EXERCISE OBJECTIVE:
Below is a listing. Gather each line of it that contains "REST".

EXTRACTED DATA:

※

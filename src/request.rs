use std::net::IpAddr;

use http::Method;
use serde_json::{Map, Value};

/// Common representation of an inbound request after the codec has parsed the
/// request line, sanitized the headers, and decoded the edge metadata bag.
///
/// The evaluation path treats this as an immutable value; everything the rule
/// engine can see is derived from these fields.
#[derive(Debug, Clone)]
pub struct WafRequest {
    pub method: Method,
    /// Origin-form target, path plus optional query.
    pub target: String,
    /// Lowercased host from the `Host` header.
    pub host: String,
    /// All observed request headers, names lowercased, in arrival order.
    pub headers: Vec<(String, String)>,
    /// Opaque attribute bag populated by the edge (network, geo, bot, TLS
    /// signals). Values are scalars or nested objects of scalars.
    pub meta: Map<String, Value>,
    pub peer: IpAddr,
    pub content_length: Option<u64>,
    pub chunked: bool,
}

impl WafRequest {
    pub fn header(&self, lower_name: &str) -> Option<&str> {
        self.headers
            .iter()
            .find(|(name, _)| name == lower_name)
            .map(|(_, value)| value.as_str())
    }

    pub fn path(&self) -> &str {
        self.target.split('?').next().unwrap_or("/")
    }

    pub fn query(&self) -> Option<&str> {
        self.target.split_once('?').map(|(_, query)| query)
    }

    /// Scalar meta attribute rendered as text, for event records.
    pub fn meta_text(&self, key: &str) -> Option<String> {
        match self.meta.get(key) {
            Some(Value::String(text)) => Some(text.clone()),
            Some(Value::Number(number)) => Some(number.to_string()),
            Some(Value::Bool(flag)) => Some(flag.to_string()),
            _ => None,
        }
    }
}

※

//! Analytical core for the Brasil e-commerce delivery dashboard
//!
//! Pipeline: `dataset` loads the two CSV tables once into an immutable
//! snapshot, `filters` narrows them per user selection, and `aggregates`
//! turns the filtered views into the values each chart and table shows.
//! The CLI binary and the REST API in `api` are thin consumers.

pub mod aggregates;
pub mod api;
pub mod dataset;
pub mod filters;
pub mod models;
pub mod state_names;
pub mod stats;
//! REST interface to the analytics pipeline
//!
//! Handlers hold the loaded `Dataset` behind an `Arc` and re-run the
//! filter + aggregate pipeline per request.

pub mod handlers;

※

RESULT OF THIS TASK:
//! The CLI binary and the REST API in `api` are thin consumers.
//! REST interface to the analytics pipeline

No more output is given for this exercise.